After getting basic education on how IRAs work and carrying out a research on the best IRA service providers to choose from, the next point of focus should be determining your involvement in the management of your account or investments. Either full involvement or partial involvement.

#1. For full involvement and personal management of investments, an online broker is a better option.

#2. For partial involvement—that is you would like some help in managing your retirement account or investments—a Robo-advisor would be a better option. Robo-advisors not only help you manage your account but also, provides necessary financial advice by selecting low-cost and low-risk investments for you.


Some IRA providers to check out in 2020

Vanguard: This provider offers no monthly fee, but has fees attached to each trade which is bound to increase after multiple trades. The importance of doing so is to discourage contributors to develop a habit of draining their retirement accounts dry. It also encourages investment growth.

Robinhood: This provider is only accessible on its mobile app, however, it still ranks as one of the best online brokerages. It does not have account minimums and trade fees. It also serves as a good entry point for novice investors.  

E-Trade: This provider also offers no account minimum and trade fees, but it offers a promotion of cash credit with a qualifying deposit of $100 to $25,000.

Wealthfront: A Robo-advisor IRA service provider which offers a management fee of 0.25% with a minimum account opening of $500. It also offers a $5,000 promotion on the number of assets managed for free. 

Betterment: Another Robo-advisor provider that offers a 0.25% management fee and $0 account minimum. It currently has a promotion of up to 1 year of free management with a qualifying deposit. 

Key points

  • IRAs can be created by any individual with a steady flow of taxable income

  • Traditional IRA can reduce a holder’s tax bill yearly contributions if the holder qualifies for a tax deduction, but all taxes would still be paid when distribution occurs in retirement. While Roth IRA contributions are non-tax-deductible, however, this type of IRA allows holder’s investments to grow tax-free and distributions during retirement are also tax-free. SEP and SIMPLE IRAs are directed at employers, self-employed, or business owners. They are similar to a traditional IRA but differ in the income rates.
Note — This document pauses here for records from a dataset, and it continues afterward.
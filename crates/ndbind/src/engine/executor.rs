//! Per-request ownership of adapted arguments.
//!
//! ## Purpose
//!
//! Every boundary operation follows the same shape: adapt each array
//! argument, run the engine, then commit or discard every binding depending
//! on the outcome. The [`RequestFrame`] owns the bindings of one request so
//! that this release happens on every exit path, including early returns
//! from argument errors.
//!
//! ## Design notes
//!
//! * **Registration order**: Bindings are committed in the order they were
//!   adapted.
//! * **Drop discards**: A frame dropped without `finish` discards everything,
//!   so `?` on a later argument leaves earlier outputs untouched.
//! * **Parked errors first**: A host callback error parked during the engine
//!   call takes precedence over whatever status the engine returned.
//!
//! ## Invariants
//!
//! * No output array is bound twice within one request.
//! * Outputs are written back only when the whole request succeeded.
//!
//! ## Non-goals
//!
//! * This module does not run numerical code (handled by the [`Engine`]).
//! * This module does not validate scalar arguments (handled by `validator`).
//!
//! [`Engine`]: crate::engine::traits::Engine

// External dependencies
use tracing::{debug, warn};

// Internal dependencies
use crate::binding::adapt::ArrayBinding;
use crate::binding::view::ArrayView;
use crate::callback::negotiator::{CallbackFamily, KernelBinding};
use crate::callback::signature::KernelFamily;
use crate::engine::traits::EngineError;
use crate::host::value::HostValue;
use crate::primitives::dtype::DType;
use crate::primitives::errors::{BindError, BindResult};
use crate::primitives::flags::Requirements;

// ============================================================================
// Binding Identifiers
// ============================================================================

/// Index of a binding within its frame.
#[derive(Debug, Clone, Copy, PartialEq, Eq)]
pub struct BindingId(usize);

#[derive(Debug, Clone, Copy, PartialEq, Eq)]
enum Role {
    Input,
    Output,
}

// ============================================================================
// RequestFrame
// ============================================================================

/// Owner of the adapted arguments of one boundary request.
#[derive(Debug)]
pub struct RequestFrame {
    operation: &'static str,
    input_requirements: Requirements,
    output_requirements: Requirements,
    bindings: Vec<(Role, ArrayBinding)>,
}

impl RequestFrame {
    /// Open a frame for `operation` with the given adaptation requirements.
    pub fn new(
        operation: &'static str,
        input_requirements: Requirements,
        output_requirements: Requirements,
    ) -> Self {
        debug!(operation, "request started");
        Self {
            operation,
            input_requirements,
            output_requirements,
            bindings: Vec::new(),
        }
    }

    /// Name of the operation this frame serves.
    pub fn operation(&self) -> &'static str {
        self.operation
    }

    /// Number of bindings held.
    pub fn len(&self) -> usize {
        self.bindings.len()
    }

    /// True when no argument has been bound yet.
    pub fn is_empty(&self) -> bool {
        self.bindings.is_empty()
    }

    // ========================================================================
    // Adaptation
    // ========================================================================

    /// Adapt a required input.
    pub fn input(&mut self, arg: &HostValue) -> BindResult<BindingId> {
        self.input_as(arg, None)
    }

    /// Adapt a required input, converting to `dtype` when given.
    pub fn input_as(&mut self, arg: &HostValue, dtype: Option<DType>) -> BindResult<BindingId> {
        let binding = ArrayBinding::adapt_input(arg, dtype, self.input_requirements)?;
        Ok(self.push(Role::Input, binding))
    }

    /// Adapt an optional input; the host null value yields `None`.
    pub fn optional_input(&mut self, arg: &HostValue) -> BindResult<Option<BindingId>> {
        self.optional_input_as(arg, None)
    }

    /// Adapt an optional input, converting to `dtype` when given.
    pub fn optional_input_as(
        &mut self,
        arg: &HostValue,
        dtype: Option<DType>,
    ) -> BindResult<Option<BindingId>> {
        if arg.is_none() {
            return Ok(None);
        }
        self.input_as(arg, dtype).map(Some)
    }

    /// Adapt a required output.
    pub fn output(&mut self, arg: &HostValue) -> BindResult<BindingId> {
        self.check_unbound(arg)?;
        let binding = ArrayBinding::adapt_output(arg, None, self.output_requirements)?;
        Ok(self.push(Role::Output, binding))
    }

    /// Adapt an optional output; the host null value yields `None`.
    pub fn optional_output(&mut self, arg: &HostValue) -> BindResult<Option<BindingId>> {
        if arg.is_none() {
            return Ok(None);
        }
        self.output(arg).map(Some)
    }

    /// Adapt an argument that is read and written in place.
    pub fn inout(&mut self, arg: &HostValue) -> BindResult<BindingId> {
        self.check_unbound(arg)?;
        let binding = ArrayBinding::adapt_inout(arg, None, self.output_requirements)?;
        Ok(self.push(Role::Output, binding))
    }

    fn push(&mut self, role: Role, binding: ArrayBinding) -> BindingId {
        self.bindings.push((role, binding));
        BindingId(self.bindings.len() - 1)
    }

    fn check_unbound(&self, arg: &HostValue) -> BindResult<()> {
        let HostValue::Array(array) = arg else {
            return Ok(());
        };
        let taken = self
            .bindings
            .iter()
            .any(|(role, binding)| *role == Role::Output && binding.refers_to(array));
        if taken {
            return Err(BindError::TypeMismatch(format!(
                "{}: the same array is bound to more than one output",
                self.operation
            )));
        }
        Ok(())
    }

    // ========================================================================
    // Access
    // ========================================================================

    /// The view of binding `id`.
    pub fn view(&self, id: BindingId) -> &ArrayView {
        self.bindings[id.0].1.view()
    }

    /// The view of an optional binding.
    pub fn optional_view(&self, id: Option<BindingId>) -> Option<&ArrayView> {
        id.map(|id| self.view(id))
    }

    // ========================================================================
    // Release
    // ========================================================================

    /// Release every binding according to `outcome` and pass it through.
    ///
    /// On success, outputs are committed in registration order; if a commit
    /// fails, the remaining bindings are discarded and that error is
    /// returned. On failure, every binding is discarded.
    pub fn finish<T>(self, outcome: BindResult<T>) -> BindResult<T> {
        let operation = self.operation;
        match outcome {
            Ok(value) => {
                let mut bindings = self.bindings.into_iter();
                for (_, binding) in bindings.by_ref() {
                    if let Err(err) = binding.commit() {
                        warn!(operation, error = %err, "write-back failed");
                        bindings.for_each(|(_, rest)| rest.discard());
                        return Err(err);
                    }
                }
                debug!(operation, "request committed");
                Ok(value)
            }
            Err(err) => {
                for (_, binding) in self.bindings {
                    binding.discard();
                }
                debug!(operation, error = %err, "request discarded");
                Err(err)
            }
        }
    }
}

// ============================================================================
// Outcome Resolution
// ============================================================================

/// Translate an engine error for a request without a pluggable kernel.
pub fn engine_error(err: EngineError) -> BindError {
    match err {
        EngineError::KernelFailed => BindError::CallbackFailed("kernel".into()),
        other => BindError::Engine(other.to_string()),
    }
}

/// Resolve the outcome of an engine call that used `kernel`.
///
/// An error parked by a host callback wins, even when the engine ignored the
/// failure status and reported success.
pub fn settle<T, F: CallbackFamily>(
    outcome: Result<T, EngineError>,
    kernel: Option<&mut KernelBinding<F>>,
) -> BindResult<T> {
    let parked = kernel.and_then(|kernel| kernel.take_error());
    match (outcome, parked) {
        (_, Some(err)) => {
            warn!(family = F::FAMILY.name(), error = %err, "host callback failed");
            Err(err)
        }
        (Ok(value), None) => Ok(value),
        (Err(EngineError::KernelFailed), None) => Err(callback_failed(F::FAMILY)),
        (Err(other), None) => Err(engine_error(other)),
    }
}

fn callback_failed(family: KernelFamily) -> BindError {
    BindError::CallbackFailed(family.name().into())
}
  • General IRA rules permit holders to withdraw money at any time, unless in a traditional IRA where a 10% penalty and tax bill are charged if a holder makes an early withdrawal before age 59 ½, though there are some exceptions.

  •  Many financial service providers offer IRA services—brokerages and commercial banks. Each service provider differs in the terms of the quality or type of services they offer, and the type of investment they allow investors.